* **Data shown**
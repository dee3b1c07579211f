//! Core data model shared across the crawl engine.

use chrono::{DateTime, Utc};
use serde::{Deserialize, Serialize};
use std::path::PathBuf;

/// Distinguishes long-form prose documentation from a generated symbol
/// index. Drives extractor selection and `route_key` shape.
#[derive(Debug, Clone, Copy, PartialEq, Eq, Hash, Serialize, Deserialize)]
#[serde(rename_all = "snake_case")]
pub enum DocKind {
    Reference,
    Api,
}

impl DocKind {
    #[must_use]
    pub const fn as_str(self) -> &'static str {
        match self {
            DocKind::Reference => "reference",
            DocKind::Api => "api",
        }
    }
}

impl std::fmt::Display for DocKind {
    fn fmt(&self, f: &mut std::fmt::Formatter<'_>) -> std::fmt::Result {
        f.write_str(self.as_str())
    }
}

/// Ordering priority for queue items. Lower variant wins; derived `Ord`
/// compares discriminants in declaration order, giving CRITICAL < HIGH <
/// NORMAL < LOW.
#[derive(Debug, Clone, Copy, PartialEq, Eq, PartialOrd, Ord, Hash, Serialize, Deserialize)]
#[serde(rename_all = "SCREAMING_SNAKE_CASE")]
pub enum Priority {
    Critical,
    High,
    Normal,
    Low,
}

/// A static resource referenced by a page: stylesheet, script, image, font.
#[derive(Debug, Clone, PartialEq, Eq, Serialize, Deserialize)]
pub struct ResourceRef {
    pub url: String,
    pub kind: ResourceKind,
    pub local_path: Option<String>,
    pub size_bytes: Option<u64>,
}

#[derive(Debug, Clone, Copy, PartialEq, Eq, Hash, Serialize, Deserialize)]
#[serde(rename_all = "lowercase")]
pub enum ResourceKind {
    Css,
    Js,
    Img,
    Font,
    Other,
}

impl ResourceKind {
    /// Classify a resource by its URL's file extension.
    #[must_use]
    pub fn from_extension(path: &str) -> Self {
        let ext = path
            .rsplit('.')
            .next()
            .map(str::to_ascii_lowercase)
            .unwrap_or_default();
        match ext.as_str() {
            "css" => ResourceKind::Css,
            "js" | "mjs" => ResourceKind::Js,
            "png" | "jpg" | "jpeg" | "gif" | "svg" | "webp" | "ico" | "bmp" => ResourceKind::Img,
            "woff" | "woff2" | "ttf" | "otf" | "eot" => ResourceKind::Font,
            _ => ResourceKind::Other,
        }
    }

    #[must_use]
    pub const fn subtree(self) -> &'static str {
        match self {
            ResourceKind::Css => "static/css",
            ResourceKind::Js => "static/js",
            ResourceKind::Img => "static/img",
            ResourceKind::Font => "static/fonts",
            ResourceKind::Other => "static",
        }
    }
}

/// One node in a page's navigation tree. Recursive; hrefs are left raw
/// (relative to the source page) and resolved only at render time.
#[derive(Debug, Clone, PartialEq, Eq, Default, Serialize, Deserialize)]
pub struct NavigationItem {
    pub text: String,
    pub href: String,
    #[serde(default)]
    pub children: Vec<NavigationItem>,
}

/// One retained page's extracted content.
#[derive(Debug, Clone, Serialize, Deserialize)]
pub struct ScrapedContent {
    pub title: String,
    pub body_html: String,
    #[serde(skip_serializing_if = "Option::is_none")]
    pub nav_tree: Option<NavigationItem>,
    pub kind: DocKind,
    pub project: String,
    pub scraped_at: DateTime<Utc>,
}

/// A routing table entry; `route_key` is globally unique within a crawl.
#[derive(Debug, Clone, Serialize, Deserialize)]
pub struct RouteModel {
    pub route_key: String,
    pub content_file: String,
    pub title: String,
    pub project: String,
    pub kind: DocKind,
}

/// The per-`DocKind` page skin: a page with its main content container
/// emptied and replaced by a placeholder marker. Write-once, read-many.
#[derive(Debug, Clone, Serialize, Deserialize)]
pub struct TemplateSlot {
    pub kind: DocKind,
    pub skin_html: String,
    pub path: PathBuf,
}

/// Metadata carried alongside a queued URL, set at seed/discovery time and
/// threaded unchanged through retries.
#[derive(Debug, Clone, Default, Serialize, Deserialize)]
pub struct ItemMetadata {
    pub project: String,
    #[serde(skip_serializing_if = "Option::is_none")]
    pub kind: Option<DocKind>,
    #[serde(default)]
    pub is_index: bool,
}

/// Compute the canonical route key for a page: `/{project}/{kind}/{tail}`
/// where `tail` is the last two non-empty path segments of the source URL,
/// or empty for the index page.
#[must_use]
pub fn route_key(project: &str, kind: DocKind, path: &str, is_index: bool) -> String {
    if is_index {
        return format!("/{project}/{kind}");
    }
    let segments: Vec<&str> = path.split('/').filter(|s| !s.is_empty()).collect();
    let tail: Vec<&str> = segments.iter().rev().take(2).rev().copied().collect();
    if tail.is_empty() {
        format!("/{project}/{kind}")
    } else {
        format!("/{project}/{kind}/{}", tail.join("/"))
    }
}

/// `hash8(s) = hex(md5(s))[..8]`. See DESIGN.md Open Questions for why MD5
/// over a non-cryptographic hash.
#[must_use]
pub fn hash8(s: &str) -> String {
    use md5::{Digest, Md5};
    let digest = Md5::digest(s.as_bytes());
    hex::encode(digest)[..8].to_string()
}

#[cfg(test)]
mod tests {
    use super::*;

    #[test]
    fn priority_ordering_is_critical_high_normal_low() {
        assert!(Priority::Critical < Priority::High);
        assert!(Priority::High < Priority::Normal);
        assert!(Priority::Normal < Priority::Low);
    }

    #[test]
    fn hash8_is_stable_and_eight_chars() {
        let a = hash8("https://example.com/docs/");
        let b = hash8("https://example.com/docs/");
        assert_eq!(a, b);
        assert_eq!(a.len(), 8);
    }

    #[test]
    fn route_key_uses_last_two_segments() {
        let key = route_key("spring-boot", DocKind::Reference, "/docs/guide/intro", false);
        assert_eq!(key, "/spring-boot/reference/guide/intro");
    }

    #[test]
    fn route_key_index_has_no_tail() {
        let key = route_key("spring-boot", DocKind::Reference, "/docs/", true);
        assert_eq!(key, "/spring-boot/reference");
    }

    #[test]
    fn resource_kind_from_extension() {
        assert_eq!(ResourceKind::from_extension("style.css"), ResourceKind::Css);
        assert_eq!(ResourceKind::from_extension("app.min.js"), ResourceKind::Js);
        assert_eq!(ResourceKind::from_extension("logo.SVG"), ResourceKind::Img);
        assert_eq!(ResourceKind::from_extension("font.woff2"), ResourceKind::Font);
        assert_eq!(ResourceKind::from_extension("data"), ResourceKind::Other);
    }
}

* **Task prompt**
Report how many lines in the entries hold the string "intro". Nothing but the number is wanted.

* **Output below**
2